H1B Transfer Process 2026: How to Switch Employers Without Losing Your Visa Status
Switching jobs on an H-1B visa feels risky. You have a status tied to one employer, a new offer on the table, and a process that, if mishandled, could cost you your legal right to work in the United States. According to U.S. Citizenship and Immigration Services (USCIS), H-1B portability provisions under the American Competitiveness in the 21st Century Act (AC21) allow workers to change employers while maintaining valid status, but only if you follow the steps correctly.
This guide breaks down the H-1B transfer process from start to finish. You will learn when you are eligible, what your new employer needs to file, how long the process takes, and what mistakes to avoid. If you are actively job searching while on H-1B status, there is also a section on finding roles at companies already familiar with sponsorship workflows.
What Is an H-1B Transfer (and Why “Transfer” Is a Misnomer)

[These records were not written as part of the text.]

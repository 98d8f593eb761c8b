//! Configuration loading utilities

use crate::Config;
use poul_common::{PoulError, Result as PoulResult};
use std::env;
use std::path::{Path, PathBuf};
use thiserror::Error;
use tracing::{debug, info};
use validator::Validate;

/// Environment variable naming an explicit configuration file
pub const CONFIG_PATH_VAR: &str = "POUL_CONFIG_PATH";

/// Configuration loading errors
#[derive(Debug, Error)]
pub enum ConfigError {
    /// I/O error when reading configuration file
    #[error("Failed to read configuration file: {0}")]
    IoError(#[from] std::io::Error),

    /// YAML parsing error
    #[error("Failed to parse YAML configuration: {0}")]
    ParseError(#[from] serde_yaml::Error),

    /// Configuration validation error
    #[error("Configuration validation failed: {0}")]
    ValidationError(#[from] validator::ValidationErrors),

    /// Environment variable parsing error
    #[error("Failed to parse environment variable '{var}': {source}")]
    EnvParseError {
        var: String,
        #[source]
        source: Box<dyn std::error::Error + Send + Sync>,
    },
}

impl From<ConfigError> for PoulError {
    fn from(err: ConfigError) -> Self {
        PoulError::config_with_source("failed to load configuration", err)
    }
}

/// Configuration loader for the application
pub struct ConfigLoader;

impl ConfigLoader {
    /// Load configuration from a YAML file with environment variable overrides
    pub fn load_config<P: AsRef<Path>>(path: P) -> Result<Config, ConfigError> {
        debug!("Loading configuration file: {:?}", path.as_ref());
        let content = std::fs::read_to_string(path.as_ref())?;
        Self::from_yaml_str(&content, |key| env::var(key).ok())
    }

    /// Parse YAML, apply overrides from `lookup`, then validate
    pub fn from_yaml_str<F>(content: &str, lookup: F) -> Result<Config, ConfigError>
    where
        F: Fn(&str) -> Option<String>,
    {
        let mut config: Config = if content.trim().is_empty() {
            Config::default()
        } else {
            serde_yaml::from_str(content)?
        };
        Self::apply_overrides(&mut config, lookup)?;
        config.validate()?;
        Ok(config)
    }

    /// Load configuration from environment variables and files.
    ///
    /// Looks at `POUL_CONFIG_PATH`, then `poul.yaml` and `poul.yml` in the
    /// working directory, and otherwise starts from defaults. Environment
    /// overrides apply in every case.
    pub fn load() -> PoulResult<Config> {
        let config = match Self::config_file() {
            Some(path) => {
                info!("Using configuration file {:?}", path);
                Self::load_config(path)?
            }
            None => {
                info!("No configuration file found, using defaults");
                Self::from_yaml_str("", |key| env::var(key).ok())?
            }
        };

        Ok(config)
    }

    /// Load configuration from a specific file
    pub fn load_from_file<P: AsRef<Path>>(path: P) -> PoulResult<Config> {
        Ok(Self::load_config(path)?)
    }

    fn config_file() -> Option<PathBuf> {
        if let Ok(path) = env::var(CONFIG_PATH_VAR) {
            return Some(PathBuf::from(path));
        }
        ["poul.yaml", "poul.yml"]
            .into_iter()
            .map(PathBuf::from)
            .find(|path| path.exists())
    }

    /// Apply environment variable overrides to configuration
    pub fn apply_overrides<F>(config: &mut Config, lookup: F) -> Result<(), ConfigError>
    where
        F: Fn(&str) -> Option<String>,
    {
        // I18n configuration overrides
        if let Some(locale) = lookup("POUL_LOCALE") {
            config.i18n.default_locale = locale;
        }

        if let Some(allow) = lookup("POUL_ALLOW_LOCALE_SWITCHING") {
            config.i18n.allow_locale_switching = parse_var("POUL_ALLOW_LOCALE_SWITCHING", &allow)?;
        }

        if let Some(dir) = lookup("POUL_CATALOG_DIR") {
            config.i18n.catalog_dir = Some(PathBuf::from(dir));
        }

        // Logging configuration overrides
        if let Some(level) = lookup("POUL_LOG_LEVEL") {
            config.logging.level = level;
        }

        if let Some(json) = lookup("POUL_LOG_JSON") {
            config.logging.json = parse_var("POUL_LOG_JSON", &json)?;
        }

        if let Some(file) = lookup("POUL_LOG_FILE") {
            config.logging.file = Some(PathBuf::from(file));
        }

        Ok(())
    }
}

fn parse_var<T>(var: &str, value: &str) -> Result<T, ConfigError>
where
    T: std::str::FromStr,
    T::Err: std::error::Error + Send + Sync + 'static,
{
    value.trim().parse().map_err(|e| ConfigError::EnvParseError {
        var: var.to_string(),
        source: Box::new(e),
    })
}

The term “H-1B transfer” is widely used, but it is technically inaccurate. You are not transferring an existing visa from one employer to another. What actually happens is that your new employer files a new H-1B petition on your behalf. Your current visa stamp does not change. Your current I-94 record does not move. A brand new petition gets filed with USCIS, and once it is approved (or in some cases, once it is filed), you get to work for the new employer.

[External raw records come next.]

//! Path-based resolution of display strings
//!
//! # Invariants
//!
//! 1. **Never fails the caller**: every failure degrades to a visible literal.
//!    A missing locale, a missing segment, or a path naming a group all
//!    resolve to the requested path itself.
//! 2. **Single pass**: `{{name}}` tokens are replaced in one left-to-right
//!    scan of the template. Inserted values are never scanned again.
//! 3. **Unbound tokens stay**: a token without a parameter is emitted exactly
//!    as written.
//! 4. **Pure**: the output depends only on the catalog, the locale, the path
//!    and the parameters.

use crate::catalog::Catalog;
use crate::error::ResolveIssue;
use crate::params::Params;
use std::collections::BTreeSet;
use tracing::warn;

const OPEN: &str = "{{";
const CLOSE: &str = "}}";

/// Outcome of a resolution, with the diagnostics it produced.
#[derive(Debug, Clone, PartialEq, Eq)]
pub struct Resolution {
    /// Finished display string
    pub text: String,
    /// Everything that went wrong, in the order it was found
    pub issues: Vec<ResolveIssue>,
}

impl Resolution {
    /// Whether the path resolved to a leaf and every token was bound
    pub fn is_clean(&self) -> bool {
        self.issues.is_empty()
    }
}

/// Result of substituting parameters into one template.
#[derive(Debug, Clone, PartialEq, Eq)]
pub struct Interpolated {
    /// Template with every bound token replaced
    pub text: String,
    /// Names of tokens left in place, one entry per occurrence
    pub unbound: Vec<String>,
}

enum Piece<'a> {
    Literal(&'a str),
    Token { name: &'a str, raw: &'a str },
}

/// Splits a template into literal runs and `{{name}}` tokens.
///
/// The name is whatever sits between the innermost `{{` and the next `}}`.
/// An opening `{{` with no closing `}}` is literal text.
struct Pieces<'a> {
    rest: &'a str,
    pending: Option<Piece<'a>>,
}

impl<'a> Pieces<'a> {
    fn new(template: &'a str) -> Self {
        Self {
            rest: template,
            pending: None,
        }
    }
}

impl<'a> Iterator for Pieces<'a> {
    type Item = Piece<'a>;

    fn next(&mut self) -> Option<Self::Item> {
        if let Some(piece) = self.pending.take() {
            return Some(piece);
        }
        if self.rest.is_empty() {
            return None;
        }

        let rest = self.rest;
        let token = rest.find(OPEN).and_then(|open| {
            let close = rest[open + OPEN.len()..].find(CLOSE)? + open + OPEN.len();
            let start = open + rest[open..close].rfind(OPEN).unwrap_or(0);
            Some((start, close))
        });

        let Some((start, close)) = token else {
            self.rest = "";
            return Some(Piece::Literal(rest));
        };

        let end = close + CLOSE.len();
        let token = Piece::Token {
            name: &rest[start + OPEN.len()..close],
            raw: &rest[start..end],
        };
        self.rest = &rest[end..];

        if start == 0 {
            Some(token)
        } else {
            self.pending = Some(token);
            Some(Piece::Literal(&rest[..start]))
        }
    }
}

/// Substitute `params` into every `{{name}}` token of `template`.
pub fn interpolate(template: &str, params: &Params) -> Interpolated {
    let mut text = String::with_capacity(template.len());
    let mut unbound = Vec::new();

    for piece in Pieces::new(template) {
        match piece {
            Piece::Literal(literal) => text.push_str(literal),
            Piece::Token { name, raw } => match params.get(name) {
                Some(value) => text.push_str(&value.to_string()),
                None => {
                    text.push_str(raw);
                    unbound.push(name.to_string());
                }
            },
        }
    }

    Interpolated { text, unbound }
}

/// Names of all `{{name}}` tokens in `template`
pub fn placeholders(template: &str) -> BTreeSet<String> {
    Pieces::new(template)
        .filter_map(|piece| match piece {
            Piece::Token { name, .. } => Some(name.to_string()),
            Piece::Literal(_) => None,
        })
        .collect()
}

/// Resolve `path` and report every diagnostic instead of logging it.
pub fn resolve_detailed(
    catalog: &Catalog,
    locale: &str,
    path: &str,
    params: Option<&Params>,
) -> Resolution {
    let template = match catalog.lookup(locale, path) {
        Ok(template) => template,
        Err(issue) => {
            return Resolution {
                text: path.to_string(),
                issues: vec![issue],
            }
        }
    };

    let Some(params) = params else {
        return Resolution {
            text: template.to_string(),
            issues: Vec::new(),
        };
    };

    let Interpolated { text, unbound } = interpolate(template, params);
    let issues = unbound
        .into_iter()
        .map(|name| ResolveIssue::UnboundParameter {
            locale: locale.to_string(),
            path: path.to_string(),
            name,
        })
        .collect();

    Resolution { text, issues }
}

/// Resolve `path` in `locale` to a finished display string.
///
/// Diagnostics are logged at warn level, one event per issue. The returned
/// string is always usable: on any lookup failure it is `path` itself.
pub fn resolve(catalog: &Catalog, locale: &str, path: &str, params: Option<&Params>) -> String {
    let Resolution { text, issues } = resolve_detailed(catalog, locale, path, params);
    for issue in &issues {
        warn!(
            locale = issue.locale(),
            path = issue.path(),
            kind = issue.kind(),
            "{}",
            issue
        );
    }
    text
}

#[cfg(test)]
mod tests {
    use super::*;
    use crate::catalog::Node;
    use crate::params;

    fn catalog() -> Catalog {
        Catalog::builder()
            .locale(
                "en",
                Node::group([
                    ("ready", Node::leaf("Ready: {{count}}")),
                    ("twice", Node::leaf("{{x}} and {{x}}")),
                    ("hello", Node::leaf("Hello {{name}}")),
                    ("plain", Node::leaf("No tokens here")),
                    ("home", Node::group([("title", Node::leaf("Home"))])),
                ]),
            )
            .build()
            .unwrap()
    }

    #[test]
    fn test_leaf_without_params_is_verbatim() {
        let catalog = catalog();
        assert_eq!(resolve(&catalog, "en", "hello", None), "Hello {{name}}");
        assert_eq!(resolve(&catalog, "en", "home.title", None), "Home");
    }

    #[test]
    fn test_numeric_parameter() {
        let catalog = catalog();
        let params = params!["count" => 3];
        assert_eq!(resolve(&catalog, "en", "ready", Some(&params)), "Ready: 3");
    }

    #[test]
    fn test_repeated_token() {
        let catalog = catalog();
        let params = params!["x" => "A"];
        assert_eq!(resolve(&catalog, "en", "twice", Some(&params)), "A and A");
    }

    #[test]
    fn test_unbound_token_is_left_alone() {
        let catalog = catalog();
        let resolution = resolve_detailed(&catalog, "en", "hello", Some(&Params::new()));
        assert_eq!(resolution.text, "Hello {{name}}");
        assert_eq!(
            resolution.issues,
            vec![ResolveIssue::UnboundParameter {
                locale: "en".to_string(),
                path: "hello".to_string(),
                name: "name".to_string(),
            }]
        );
    }

    #[test]
    fn test_missing_path_echoes_with_one_issue() {
        let catalog = catalog();
        let resolution = resolve_detailed(&catalog, "en", "home.subtitle", None);
        assert_eq!(resolution.text, "home.subtitle");
        assert_eq!(resolution.issues.len(), 1);
        assert!(resolution.issues[0].echoes_path());
    }

    #[test]
    fn test_group_path_echoes() {
        let catalog = catalog();
        let resolution = resolve_detailed(&catalog, "en", "home", Some(&params!["x" => 1]));
        assert_eq!(resolution.text, "home");
        assert_eq!(resolution.issues[0].kind(), "not_a_leaf");
    }

    #[test]
    fn test_unknown_locale_echoes() {
        let catalog = catalog();
        assert_eq!(resolve(&catalog, "fr", "home.title", None), "home.title");
    }

    #[test]
    fn test_substitution_is_single_pass() {
        let catalog = catalog();
        let params = params!["name" => "{{name}}"];
        assert_eq!(
            resolve(&catalog, "en", "hello", Some(&params)),
            "Hello {{name}}"
        );
        let resolution = resolve_detailed(&catalog, "en", "hello", Some(&params));
        assert!(resolution.is_clean());
    }

    #[test]
    fn test_interpolation_edge_cases() {
        let params = params!["a" => "1", "b" => "2"];
        assert_eq!(interpolate("{{a}}{{b}}", &params).text, "12");
        assert_eq!(interpolate("{{a}}}", &params).text, "1}");
        assert_eq!(interpolate("{{{a}}", &params).text, "{1");
        assert_eq!(interpolate("{{ {{a}}", &params).text, "{{ 1");
        assert_eq!(interpolate("open {{a", &params).text, "open {{a");
        assert_eq!(interpolate("{a}", &params).text, "{a}");
        assert_eq!(interpolate("", &params).text, "");

        let empty = interpolate("{{}}", &params);
        assert_eq!(empty.text, "{{}}");
        assert_eq!(empty.unbound, vec![String::new()]);
    }

    #[test]
    fn test_values_are_rendered_with_display() {
        let params = params!["int" => -7, "float" => 2.5, "text" => "ok"];
        assert_eq!(
            interpolate("{{int}} {{float}} {{text}}", &params).text,
            "-7 2.5 ok"
        );
    }

    #[test]
    fn test_identifier_is_not_trimmed() {
        let params = params!["name" => "Poulette"];
        let out = interpolate("Hi {{ name }}", &params);
        assert_eq!(out.text, "Hi {{ name }}");
        assert_eq!(out.unbound, vec![" name ".to_string()]);
    }

    #[test]
    fn test_each_unbound_occurrence_is_reported() {
        let out = interpolate("{{x}} / {{x}} / {{y}}", &params!["y" => 0]);
        assert_eq!(out.text, "{{x}} / {{x}} / 0");
        assert_eq!(out.unbound, vec!["x".to_string(), "x".to_string()]);
    }

    #[test]
    fn test_placeholders() {
        let names = placeholders("Deleted {{teams}} teams, {{games}} games, {{teams}} again");
        assert_eq!(
            names.into_iter().collect::<Vec<_>>(),
            vec!["games".to_string(), "teams".to_string()]
        );
        assert!(placeholders("no tokens").is_empty());
    }

    #[test]
    fn test_resolution_is_idempotent() {
        let catalog = catalog();
        let params = params!["count" => 12];
        let first = resolve_detailed(&catalog, "en", "ready", Some(&params));
        let second = resolve_detailed(&catalog, "en", "ready", Some(&params));
        assert_eq!(first, second);
    }
}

The reason this matters: your old employer’s H-1B approval stays with them. If the transfer process gets delayed or denied, your status reverts to whatever the old employer’s petition covered. Understanding this distinction helps you make smarter decisions about timing.
The AC21 Portability Rule
The AC21 Act, passed in 2000, created H-1B portability. Under this rule, you do not have to wait for USCIS to approve the new petition before starting work, as long as specific conditions are met.

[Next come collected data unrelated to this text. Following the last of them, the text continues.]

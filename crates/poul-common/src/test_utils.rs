//! Test utilities shared across the workspace.

use std::sync::Once;
use tracing_subscriber::{fmt, EnvFilter};

/// Initialize test logging once per test run.
static INIT: Once = Once::new();

/// Initialize logging for tests with a sensible default configuration.
/// This function is safe to call multiple times and will only initialize once.
pub fn init_test_logging() {
    INIT.call_once(|| {
        let filter = EnvFilter::try_from_default_env().unwrap_or_else(|_| EnvFilter::new("debug"));

        let _ = fmt().with_test_writer().with_env_filter(filter).try_init();
    });
}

To qualify for portability:
- Your new employer must file an H-1B transfer petition before your current authorized period of stay expires
- Your most recent H-1B petition must have been approved (not just filed)
- You must have maintained lawful H-1B status since that approval
- The new job must be in the same or a similar occupational classification as the approved petition
Once the new petition is filed and your current status is valid, you can start working for the new employer immediately. You do not have to wait for the approval notice.
Step-by-Step: The H-1B Transfer Process
- Step 1: Get a Written Job Offer
Before any immigration paperwork begins, you need a formal written offer from the new employer. This offer should include the job title, salary, start date, and location. The salary must meet the prevailing wage for that occupation and geographic area, as determined by the Department of Labor.
Do not resign from your current job until this offer is in writing. Some candidates accept verbal offers and resign, only to discover that the employer’s immigration attorney raises objections or the company’s internal approval process stalls.
- Step 2: New Employer Retains an Immigration Attorney
The new employer is responsible for filing the H-1B transfer petition. They will hire an immigration attorney (or use in-house counsel) to handle the paperwork. You, as the employee, are not responsible for filing fees or legal costs under USCIS regulations, the employer bears those costs.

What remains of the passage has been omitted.